Anthony Elgamal: Redefining First-Line Treatment in EGFR-Mutated Lung Cancer

13 October 2025 | Monday | Expert Insight


In conversation with BioPharma APAC, Johnson & Johnson’s Vice President of Oncology for Asia Pacific discusses how the MARIPOSA trial is redefining first-line therapy with amivantamab plus lazertinib—delivering unprecedented survival gains and expanding access for patients across the region.

 

BioPharma APAC speaks with Anthony Elgamal, Vice President of Oncology, Johnson & Johnson Innovative Medicine Asia Pacific, on the MARIPOSA trial results and how this breakthrough combination therapy is transforming outcomes and access for patients with EGFR-mutated NSCLC.

 
 

How do the survival gains in the Asia cohort compare with global MARIPOSA data, and what might explain the magnitude of benefit seen in this region?

 

The MARIPOSA global trial population consists of 58% of patients of Asian origin, and their survival outcomes are consistent with the global population.  

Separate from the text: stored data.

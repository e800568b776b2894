//! Document run driver.

use std::io::Read;
use std::path::Path;

use crate::detect::{sniff_bytes, sniff_path};
use crate::error::{Error, Result};
use crate::layout::{DocumentStructurer, WordAssembler};
use crate::model::{Document, ExtractionStats, FragmentLog, Metadata};

use super::backend::{LopdfBackend, PdfBackend};
use super::decoder::GlyphDecoder;
use super::diagnostics::Diagnostics;
use super::interpreter::ContentInterpreter;
use super::options::ParseOptions;

/// Fragments collected from every selected page of a document.
#[derive(Debug, Clone, Default)]
pub struct PageRun {
    /// Fragments in emission order across pages
    pub fragments: FragmentLog,
    /// Warnings raised while interpreting
    pub diagnostics: Diagnostics,
    /// Number of pages interpreted
    pub pages_processed: u32,
}

/// Extracts a structured [`Document`] from a PDF.
pub struct PdfParser<B: PdfBackend = LopdfBackend> {
    backend: B,
    options: ParseOptions,
    header_version: Option<String>,
}

impl PdfParser<LopdfBackend> {
    /// Open a PDF file.
    pub fn open<P: AsRef<Path>>(path: P) -> Result<Self> {
        Self::open_with_options(path, ParseOptions::default())
    }

    /// Open a PDF file with custom options.
    pub fn open_with_options<P: AsRef<Path>>(path: P, options: ParseOptions) -> Result<Self> {
        let path = path.as_ref();
        let version = sniff_path(path)?;
        let backend = LopdfBackend::load_file(path)?;
        Ok(Self::with_backend(backend, options).with_header_version(version))
    }

    /// Parse a PDF from bytes.
    pub fn from_bytes(data: &[u8]) -> Result<Self> {
        Self::from_bytes_with_options(data, ParseOptions::default())
    }

    /// Parse a PDF from bytes with custom options.
    pub fn from_bytes_with_options(data: &[u8], options: ParseOptions) -> Result<Self> {
        let version = sniff_bytes(data)?;
        let backend = LopdfBackend::load_bytes(data)?;
        Ok(Self::with_backend(backend, options).with_header_version(version))
    }

    /// Parse a PDF from a reader.
    pub fn from_reader<R: Read>(reader: R) -> Result<Self> {
        Self::from_reader_with_options(reader, ParseOptions::default())
    }

    /// Parse a PDF from a reader with custom options.
    pub fn from_reader_with_options<R: Read>(mut reader: R, options: ParseOptions) -> Result<Self> {
        let mut data = Vec::new();
        reader.read_to_end(&mut data)?;
        Self::from_bytes_with_options(&data, options)
    }
}

impl<B: PdfBackend> PdfParser<B> {
    /// Run over any backend.
    pub fn with_backend(backend: B, options: ParseOptions) -> Self {
        Self {
            backend,
            options,
            header_version: None,
        }
    }

    fn with_header_version(mut self, version: String) -> Self {
        self.header_version = Some(version);
        self
    }

    pub fn backend(&self) -> &B {
        &self.backend
    }

    pub fn options(&self) -> &ParseOptions {
        &self.options
    }

    /// Number of pages in the document.
    pub fn page_count(&self) -> u32 {
        self.backend.pages().len() as u32
    }

    /// Interpret every selected page, in order, into one fragment log.
    ///
    /// The first fatal error aborts the whole run; later pages are not
    /// interpreted.
    pub fn interpret_pages(&self) -> Result<PageRun> {
        let pages = self.backend.pages();
        self.check_selection(pages.len() as u32)?;

        let decoder = GlyphDecoder::new().with_normalization(self.options.normalize_unicode);
        let mut run = PageRun::default();

        for (&number, &page_id) in &pages {
            if !self.options.pages.includes(number) {
                continue;
            }

            let tokens = self.backend.page_tokens(page_id)?;
            log::debug!("page {}: {} content tokens", number, tokens.len());

            ContentInterpreter::new(&self.backend, number, page_id)
                .with_decoder(decoder)
                .run(tokens, &mut run.fragments, &mut run.diagnostics)?;
            run.pages_processed += 1;
        }

        Ok(run)
    }

    /// Extract the document: interpret pages, assemble words, classify lines.
    pub fn parse(&self) -> Result<Document> {
        let run = self.interpret_pages()?;

        let words = WordAssembler::assemble_fragments(run.fragments.as_slice());
        let structure = DocumentStructurer::new(self.options.structure.clone()).structure(&words);
        log::debug!(
            "{} fragments, {} words, {} lines",
            run.fragments.len(),
            words.len(),
            structure.len()
        );

        let stats = ExtractionStats {
            fragments: run.fragments.len(),
            words: words.len(),
            ..ExtractionStats::from_structure(&structure)
        };

        Ok(Document {
            metadata: Metadata {
                pdf_version: self.backend.version().or_else(|| self.header_version.clone()),
                page_count: self.page_count(),
                pages_processed: run.pages_processed,
            },
            structure,
            stats,
            warnings: run.diagnostics.into_warnings(),
        })
    }

    fn check_selection(&self, total: u32) -> Result<()> {
        match self.options.pages.first_beyond(total) {
            Some(page) => Err(Error::PageOutOfRange(page, total)),
            None => Ok(()),
        }
    }
}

Asia has the largest population of patients with EGFR-mutated NSCLC worldwide, with an estimated prevalence of 30 to 40 percent compared to 10 to 15 percent in Europe and the United States.1 Despite treatment advances, approximately 30 percent of patients do not reach second-line therapy, making the choice of first treatment critical.2 Unfortunately, today, with 3rd generation TKI’s as the current standard of care , fewer than 20 percent of patients are alive five years after diagnosis3 which is less than other common cancers. MARIPOSA Asia cohort shows that survival can be significantly extended when using amivantamab and lazertinib as the first treatment line in patients of Asian descent compared to Osimertinib TKI monotherapy, extending the boundaries of the current survival rates, so desperately needed for advanced/metastatic EGFR positive NSCLC patients.    

Given that 30% of patients never reach second-line therapy, how should clinicians rethink first-line treatment decisions in EGFR-mutated NSCLC?

Given 30% of patients never reach second-line therapy, clinicians should prioritize the most effective and durable first-line option. Starting with RYBREVANT® plus LAZCLUZE® helps delay resistance, preserves subsequent treatment options, and gives patients the best chance for long-term disease control.

Can you elaborate on how the triple mechanism of action—EGFR, MET inhibition and immune activation—translates into long-term durability compared to Osimertinib alone?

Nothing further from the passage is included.